Il 17 novembre 2025, alle ore 15:00, si è svolta una cerimonia significativa a Foggia, presso la sede della Soprintendenza Archeologia, Belle Arti e Paesaggio per le Province di Barletta-Andria-Trani e Foggia. In questa occasione, il Comandante del Nucleo Carabinieri per la Tutela del Patrimonio Culturale (TPC) di Firenze ha restituito 44 reperti archeologici di pregevole manifattura. Questi reperti, di straordinaria bellezza e importanza scientifica, sono il risultato di un’accurata attività investigativa avviata da un’importante segnalazione. Le indagini sono state originate da una comunicazione della Soprintendenza Archeologia Belle Arti e Paesaggio per le province di Pisa e Livorno:

Un ritorno alle origini:

Questa segnalazione ha portato al sequestro di 98 reperti archeologici, che erano privi di documentazione attestante la legittima provenienza. Tali beni, rinvenuti in un’abitazione privata, appartenevano a una persona deceduta. I reperti hanno un valore storico-archeologico inestimabile, attribuibili alle produzioni daunie e magno-greche, risalenti tra il VII e il III secolo a.C., e provenienti probabilmente da contesti funerari e votivi. Di questi, 44 reperti sono stati assegnati definitivamente alla Soprintendenza di Foggia-Bat, competenza territoriale per il recupero dei beni derivanti da scavi clandestini. I restanti reperti, anch’essi di elevata qualità, sono stati restituiti alla Soprintendenza per Pisa e Livorno. Di seguito, le foto di alcuni dei reperti archeologici restituiti (fonte: comunicato Carabinieri Tpc):

Normativa e restituzione:

La Procura della Repubblica presso il Tribunale di Pisa, in base all’art. 91 del Codice dei Beni Culturali e del Paesaggio, ha disposto la restituzione dei beni alle diramazioni periferiche del Ministero della Cultura.
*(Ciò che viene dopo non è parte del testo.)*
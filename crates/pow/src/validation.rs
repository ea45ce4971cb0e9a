use headerd_consensus::{ChainParams, Hash256};
use headerd_primitives::block::BlockHeader;
use primitive_types::U256;

use crate::difficulty::{compact_to_u256, CompactError};

#[derive(Debug, Clone, PartialEq, Eq)]
pub enum PowError {
    InvalidBits(&'static str),
    HashMismatch,
    Compact(CompactError),
}

impl std::fmt::Display for PowError {
    fn fmt(&self, f: &mut std::fmt::Formatter<'_>) -> std::fmt::Result {
        match self {
            PowError::InvalidBits(message) => write!(f, "{message}"),
            PowError::HashMismatch => write!(f, "pow hash does not meet target"),
            PowError::Compact(err) => write!(f, "{err}"),
        }
    }
}

impl std::error::Error for PowError {}

impl From<CompactError> for PowError {
    fn from(err: CompactError) -> Self {
        PowError::Compact(err)
    }
}

/// Checks `bits` against the network limit and the header hash against `bits`.
pub fn validate_pow_header(header: &BlockHeader, params: &ChainParams) -> Result<(), PowError> {
    let hash = header.hash();
    validate_pow_hash(&hash, header.bits, &params.pow_limit)
}

pub fn validate_pow_hash(hash: &Hash256, bits: u32, pow_limit: &Hash256) -> Result<(), PowError> {
    let target = compact_to_u256(bits)?;
    if target.is_zero() {
        return Err(PowError::InvalidBits("pow target is zero"));
    }
    if target > U256::from_little_endian(pow_limit) {
        return Err(PowError::InvalidBits("pow target above limit"));
    }
    if U256::from_little_endian(hash) > target {
        return Err(PowError::HashMismatch);
    }
    Ok(())
}

/// Hash-as-integer is at most the header's own target.
pub fn proof_of_work_valid(header: &BlockHeader) -> bool {
    match compact_to_u256(header.bits) {
        Ok(target) if !target.is_zero() => U256::from_little_endian(&header.hash()) <= target,
        _ => false,
    }
}

#[cfg(test)]
mod tests {
    use super::*;
    use headerd_consensus::{chain_params, Network};

    #[test]
    fn genesis_headers_satisfy_pow() {
        for network in [Network::Mainnet, Network::Testnet, Network::Regtest] {
            let params = chain_params(network);
            let genesis = BlockHeader::genesis(&params.genesis);
            assert!(proof_of_work_valid(&genesis));
            assert_eq!(validate_pow_header(&genesis, &params), Ok(()));
        }
    }

    #[test]
    fn regtest_bits_rejected_on_mainnet() {
        let main = chain_params(Network::Mainnet);
        let regtest = chain_params(Network::Regtest);
        let genesis = BlockHeader::genesis(&regtest.genesis);
        assert_eq!(
            validate_pow_header(&genesis, &main),
            Err(PowError::InvalidBits("pow target above limit"))
        );
    }

    #[test]
    fn tampered_nonce_fails() {
        let params = chain_params(Network::Mainnet);
        let mut genesis = BlockHeader::genesis(&params.genesis);
        genesis.nonce = genesis.nonce.wrapping_add(1);
        assert!(!proof_of_work_valid(&genesis));
        assert_eq!(
            validate_pow_header(&genesis, &params),
            Err(PowError::HashMismatch)
        );
    }
}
La normativa vigente riserva allo Stato la proprietà assoluta degli oggetti di interesse artistico, storico e archeologico. Questa tutela giuridica è in vigore dal 1909, quando è stata emanata la prima legge a protezione di tali beni. La legge stabilisce che il possesso di reperti archeologici nel territorio nazionale è legittimo solo se accompagnato da documentazione che ne attesti l’acquisto regolare o l’eredità. In mancanza di tali prove, i reperti appartengono allo Stato.
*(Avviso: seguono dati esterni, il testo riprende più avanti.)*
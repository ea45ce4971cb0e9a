mod common;

use std::net::SocketAddr;
use std::sync::Arc;
use std::time::Duration;

use headerd::session::SessionConfig;
use headerd::sync::{SyncMode, SyncOrchestrator, SyncSettings, SyncShared};
use headerd_chainstate::NoopListener;

use common::{
    eventually, magic, memory_engine, mine, mine_chain, regtest, CommitGate, FakePeer,
};

const WAIT: Duration = Duration::from_secs(30);

fn peer_addr() -> SocketAddr {
    "127.0.0.1:18444".parse().expect("addr")
}

fn settings() -> SyncSettings {
    let params = regtest();
    let mut settings = SyncSettings::new(Vec::new(), params.default_port, 8, params.ibd_height_drift);
    settings.tick = Duration::from_millis(50);
    settings.shutdown_grace = Duration::from_secs(5);
    settings
}

fn session_config() -> SessionConfig {
    SessionConfig::new(magic(), 70_013, "/headerd:test/".to_string())
}

#[tokio::test(flavor = "multi_thread", worker_threads = 2)]
async fn initial_download_then_follows_announcements() {
    let engine = memory_engine(Arc::new(NoopListener));
    let shared = SyncShared::default();
    let sync = SyncOrchestrator::start(
        Arc::clone(&engine),
        settings(),
        session_config(),
        shared.clone(),
    );
    assert_eq!(sync.mode(), SyncMode::InitialDownload);

    let chain = mine_chain(2500);
    let (local, remote) = tokio::io::duplex(1 << 16);
    let peer = FakePeer::spawn(remote, chain.clone(), 2500);
    sync.attach_peer(local, peer_addr());

    let mut mode = sync.subscribe_mode();
    tokio::time::timeout(WAIT, mode.wait_for(|mode| *mode == SyncMode::Following))
        .await
        .expect("left initial download")
        .expect("mode channel");

    let tip = engine.tip_of_longest().expect("tip");
    assert_eq!(tip.height, 2500);
    assert_eq!(tip.hash, chain[2500].hash());

    // Two batches: 2000 then 500, the second requested from the uncommitted
    // download tip.
    let requests = peer.requests.lock().expect("requests").clone();
    assert!(requests.len() >= 2);
    assert_eq!(requests[1][0], chain[2000].hash());

    let metrics = shared.metrics.snapshot();
    assert_eq!(metrics.headers_committed, 2500);
    assert_eq!(metrics.rejected_batches, 0);

    let next = mine(&chain[2500], 9_999);
    peer.announce(&[next]).await;
    assert!(
        eventually(WAIT, || engine
            .tip_of_longest()
            .map(|tip| tip.hash == next.hash())
            .unwrap_or(false))
        .await
    );
    assert!(shared.peer_book.preferred(8).contains(&peer_addr()));

    sync.shutdown().await;
    assert!(eventually(WAIT, || shared.registry.count() == 0).await);
}

#[tokio::test(flavor = "multi_thread", worker_threads = 2)]
async fn invalid_header_bans_peer_and_aborts_batch() {
    let engine = memory_engine(Arc::new(NoopListener));
    let shared = SyncShared::default();
    let sync = SyncOrchestrator::start(
        Arc::clone(&engine),
        settings(),
        session_config(),
        shared.clone(),
    );

    let mut chain = mine_chain(4);
    let mut bad = mine(&chain[4], 4);
    while headerd_pow::proof_of_work_valid(&bad) {
        bad.nonce += 1;
    }
    chain.push(bad);
    for tag in 5..9 {
        let next = mine(&chain[chain.len() - 1], tag);
        chain.push(next);
    }

    let (local, remote) = tokio::io::duplex(1 << 16);
    let _peer = FakePeer::spawn(remote, chain, 9);
    sync.attach_peer(local, peer_addr());

    assert!(eventually(WAIT, || shared.peer_book.is_banned(peer_addr())).await);
    assert!(eventually(WAIT, || shared.registry.count() == 0).await);
    assert_eq!(engine.tip_of_longest().expect("tip").height, 0);
    assert_eq!(engine.count().expect("count"), 1);
    assert_eq!(shared.metrics.snapshot().rejected_batches, 1);
    assert_eq!(sync.mode(), SyncMode::InitialDownload);

    sync.shutdown().await;
}

#[tokio::test(flavor = "multi_thread", worker_threads = 2)]
async fn peer_without_headers_ends_download_at_its_height() {
    let engine = memory_engine(Arc::new(NoopListener));
    let shared = SyncShared::default();
    let sync = SyncOrchestrator::start(
        Arc::clone(&engine),
        settings(),
        session_config(),
        shared.clone(),
    );

    let (local, remote) = tokio::io::duplex(1 << 16);
    let _peer = FakePeer::spawn(remote, mine_chain(0), 0);
    sync.attach_peer(local, peer_addr());

    let mut mode = sync.subscribe_mode();
    tokio::time::timeout(WAIT, mode.wait_for(|mode| *mode == SyncMode::Following))
        .await
        .expect("left initial download")
        .expect("mode channel");
    assert_eq!(engine.tip_of_longest().expect("tip").height, 0);

    sync.shutdown().await;
    assert!(eventually(WAIT, || shared.registry.count() == 0).await);
}

#[tokio::test(flavor = "multi_thread", worker_threads = 2)]
async fn requests_pause_while_commit_queue_is_full() {
    let gate = Arc::new(CommitGate::default());
    let engine = memory_engine(gate.clone());
    let shared = SyncShared::default();
    let mut settings = settings();
    settings.commit_queue_limit = 1;
    let sync = SyncOrchestrator::start(
        Arc::clone(&engine),
        settings,
        session_config(),
        shared.clone(),
    );

    let chain = mine_chain(4500);
    let (local, remote) = tokio::io::duplex(1 << 16);
    let peer = FakePeer::spawn(remote, chain.clone(), 4500);
    sync.attach_peer(local, peer_addr());

    // First batch is received and queued, but its commit is held.
    assert!(eventually(WAIT, || shared.metrics.queue_depth() == 1).await);
    assert_eq!(shared.metrics.snapshot().headers_received, 2000);
    tokio::time::sleep(Duration::from_millis(300)).await;
    assert_eq!(peer.requests.lock().expect("requests").len(), 1);
    assert_eq!(shared.metrics.snapshot().headers_committed, 0);

    gate.open();
    let mut mode = sync.subscribe_mode();
    tokio::time::timeout(WAIT, mode.wait_for(|mode| *mode == SyncMode::Following))
        .await
        .expect("left initial download")
        .expect("mode channel");

    let requests = peer.requests.lock().expect("requests").clone();
    assert_eq!(requests.len(), 3);
    assert_eq!(requests[1][0], chain[2000].hash());
    assert_eq!(requests[2][0], chain[4000].hash());
    assert_eq!(engine.tip_of_longest().expect("tip").height, 4500);
    assert_eq!(shared.metrics.snapshot().headers_committed, 4500);

    sync.shutdown().await;
}

#[tokio::test(flavor = "multi_thread", worker_threads = 2)]
async fn batches_queued_behind_a_rejected_batch_are_dropped() {
    let gate = Arc::new(CommitGate::default());
    let engine = memory_engine(gate.clone());
    let shared = SyncShared::default();
    let sync = SyncOrchestrator::start(
        Arc::clone(&engine),
        settings(),
        session_config(),
        shared.clone(),
    );

    // Heights 1..=2499 valid, 2500 fails proof of work, 2501..=5000 build on it.
    let mut chain = mine_chain(2499);
    let mut bad = mine(&chain[2499], 2499);
    while headerd_pow::proof_of_work_valid(&bad) {
        bad.nonce += 1;
    }
    chain.push(bad);
    for tag in 2500..5000 {
        let next = mine(&chain[chain.len() - 1], tag);
        chain.push(next);
    }

    let (local, remote) = tokio::io::duplex(1 << 16);
    let peer = FakePeer::spawn(remote, chain.clone(), 5000);
    sync.attach_peer(local, peer_addr());

    // Three batches pipelined while the first commit is held.
    assert!(eventually(WAIT, || shared.metrics.queue_depth() == 3).await);
    assert_eq!(peer.requests.lock().expect("requests").len(), 3);

    gate.open();
    assert!(eventually(WAIT, || shared.peer_book.is_banned(peer_addr())).await);
    assert!(eventually(WAIT, || shared.metrics.queue_depth() == 0).await);

    let tip = engine.tip_of_longest().expect("tip");
    assert_eq!(tip.hash, chain[2000].hash());
    assert_eq!(engine.count().expect("count"), 2001);
    let metrics = shared.metrics.snapshot();
    assert_eq!(metrics.headers_committed, 2000);
    assert_eq!(metrics.rejected_batches, 1);
    assert_eq!(metrics.orphans, 0);
    assert_eq!(sync.mode(), SyncMode::InitialDownload);

    sync.shutdown().await;
}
Un concetto di tutela collettiva:

La restituzione di questa collezione archeologica è un’importante opportunità di riflessione sulla protezione che la legge italiana offre al patrimonio culturale nazionale. Essa dimostra l’efficacia della cooperazione tra il Comando Carabinieri Tutela Patrimonio Culturale, le autorità giudiziarie e il Ministero della Cultura. Questo lavoro sinergico è fondamentale per garantire la salvaguardia dei beni d’arte e per fornire supporto scientifico ai militari specializzati. Questo evento non solo celebra il recupero di beni di valore inestimabile, ma si configura anche come un gesto simbolico di rispetto e valorizzazione del patrimonio culturale delle provincie di Foggia e Barletta-Andria-Trani, contribuendo a una maggiore consapevolezza collettiva riguardo all’importanza della sua tutela.